[What you are asked to do] Among the lines below, count those with "warn". Give the total alone.

[Extracted data]
★ ★ ★

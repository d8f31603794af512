//! Reward collection and reset between runs.

use crate::error::ActionError;
use crate::gateway::{EntityKind, EntityQuery};

use super::starting_room::LOBBY_CHEST;
use super::{ActionContext, LeafAction, Outcome};

pub const DEPOSIT_BOX: &str = "Bank Deposit Box";

/// What to do with the inventory once the reward is collected.
#[derive(Clone, Copy, Debug, PartialEq, Eq)]
pub enum RestockDecision {
    Deposit,
    Proceed,
}

impl RestockDecision {
    /// Deposit when fewer than `deposit_below` slots are free.
    pub fn evaluate(free_slots: u32, deposit_below: u32) -> Self {
        if free_slots < deposit_below {
            RestockDecision::Deposit
        } else {
            RestockDecision::Proceed
        }
    }
}

#[derive(Debug, Default)]
pub struct PostEncounterAction;

impl PostEncounterAction {
    fn deposit(&self, cx: &mut ActionContext<'_>) {
        cx.report("Inventory has fewer than 20 spaces, depositing items...");
        let Some(depositor) = cx.env.find_entity(&EntityQuery::object(DEPOSIT_BOX)) else {
            tracing::warn!("bank deposit box not found");
            return;
        };
        if !cx.env.interact(&depositor, "Deposit") {
            tracing::warn!("deposit failed");
            return;
        }
        let emptied = cx.env.wait_until(
            &mut |env| {
                env.find_entities(&EntityQuery::new(EntityKind::InventoryItem))
                    .is_empty()
            },
            cx.config.timings.loot,
        );
        if emptied {
            tracing::info!("items deposited");
        }
    }
}

impl LeafAction for PostEncounterAction {
    fn execute(&mut self, cx: &mut ActionContext<'_>) -> Result<Outcome, ActionError> {
        cx.report("Managing post-boss actions...");

        let Some(chest) = cx.env.find_entity(&EntityQuery::object(LOBBY_CHEST)) else {
            return Ok(cx.soft_failure("No reward chest found or unable to loot."));
        };
        if !cx.env.interact(&chest, "Loot") {
            return Ok(cx.soft_failure("No reward chest found or unable to loot."));
        }
        cx.env.delay(cx.config.timings.loot);

        cx.ledger.reset_for_new_run();
        cx.rooms.reset();
        cx.run.reset_for_new_run();

        let free = cx.env.inventory_free_slots();
        match RestockDecision::evaluate(free, cx.config.inventory.deposit_below_free) {
            RestockDecision::Deposit => self.deposit(cx),
            RestockDecision::Proceed => cx.report("Enough space, starting the next run..."),
        }
        Ok(Outcome::Completed)
    }
}

#[cfg(test)]
mod tests {
    use super::*;

    #[test]
    fn deposits_only_below_threshold() {
        assert_eq!(RestockDecision::evaluate(19, 20), RestockDecision::Deposit);
        assert_eq!(RestockDecision::evaluate(20, 20), RestockDecision::Proceed);
        assert_eq!(RestockDecision::evaluate(0, 20), RestockDecision::Deposit);
    }
}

★ ★ ★

[Response to this exercise] 2